[Data entries]
• • • •

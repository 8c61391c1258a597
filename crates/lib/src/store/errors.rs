//! Error types surfaced by the exhibit store facade.

use thiserror::Error;

use crate::{
    ID,
    backend::BackendError,
    document::Level,
    locator::LocateError,
    mutator::MutationError,
};

/// Errors returned to callers of [`crate::ExhibitStore`].
///
/// Lower-level lookup and edit failures are folded into these variants, so
/// callers only need to handle one taxonomy. Failures of the backing store
/// itself (for example an unavailable store during a read) pass through as
/// [`crate::Error::Backend`].
#[non_exhaustive]
#[derive(Debug, Error)]
pub enum StoreError {
    /// The node, or the parent of a listing or insertion, does not exist.
    ///
    /// A node owned by a root outside the locator's scan limit is also
    /// reported this way.
    #[error("{level} not found: {id}")]
    NotFound { level: Level, id: ID },

    /// Input was rejected before any write.
    #[error("Invalid {level} {field}: {reason}")]
    ValidationFailed {
        level: Level,
        field: String,
        reason: String,
    },

    /// The final write failed and nothing was persisted; re-fetch before
    /// retrying.
    #[error("Persisting collection {root_id} failed: {reason}")]
    PersistFailed { root_id: ID, reason: String },

    /// The collection changed between read and write (optimistic mode).
    #[error("Collection {root_id} changed concurrently: read revision {expected}, found {actual}")]
    Conflict {
        root_id: ID,
        expected: u64,
        actual: u64,
    },
}

impl StoreError {
    pub fn is_not_found(&self) -> bool {
        matches!(self, StoreError::NotFound { .. })
    }

    pub fn is_validation_error(&self) -> bool {
        matches!(self, StoreError::ValidationFailed { .. })
    }

    pub fn is_persist_failure(&self) -> bool {
        matches!(self, StoreError::PersistFailed { .. })
    }

    pub fn is_conflict(&self) -> bool {
        matches!(self, StoreError::Conflict { .. })
    }

    /// Get the collection ID if this error concerns a write to one.
    pub fn root_id(&self) -> Option<&ID> {
        match self {
            StoreError::PersistFailed { root_id, .. } | StoreError::Conflict { root_id, .. } => {
                Some(root_id)
            }
            _ => None,
        }
    }
}

impl From<StoreError> for crate::Error {
    fn from(err: StoreError) -> Self {
        crate::Error::Store(err)
    }
}

/// Folds lookup and edit errors into the facade's taxonomy.
pub(crate) fn surface(err: crate::Error) -> crate::Error {
    match err {
        crate::Error::Locate(
            LocateError::NodeNotFound { level, id, .. } | LocateError::ParentNotFound { level, id },
        ) => StoreError::NotFound { level, id }.into(),
        crate::Error::Backend(BackendError::DocumentNotFound { id }) => StoreError::NotFound {
            level: Level::Collection,
            id,
        }
        .into(),
        crate::Error::Mutation(MutationError::ProtectedField { level, field }) => {
            StoreError::ValidationFailed {
                level,
                field,
                reason: "is managed by the store".to_string(),
            }
            .into()
        }
        crate::Error::Mutation(MutationError::OrderOverflow { level, max }) => {
            StoreError::ValidationFailed {
                level,
                field: "order".to_string(),
                reason: format!("no order follows {max}"),
            }
            .into()
        }
        crate::Error::Mutation(MutationError::MergeFailed { level, source }) => {
            StoreError::ValidationFailed {
                level,
                field: "patch".to_string(),
                reason: source.to_string(),
            }
            .into()
        }
        other => other,
    }
}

• • • •

• [Task requirements] Word for word, please print every line from the beginning of the records to the line bearing "these variants, so", counting both ends and stopping there.

• [Response area]
repository 8c61391c1258a597
filename crates/lib/src/store/errors.rs
//! Error types surfaced by the exhibit store facade.

use thiserror::Error;

use crate::{
    ID,
    backend::BackendError,
    document::Level,
    locator::LocateError,
    mutator::MutationError,
};

/// Errors returned to callers of [`crate::ExhibitStore`].
///
/// Lower-level lookup and edit failures are folded into these variants, so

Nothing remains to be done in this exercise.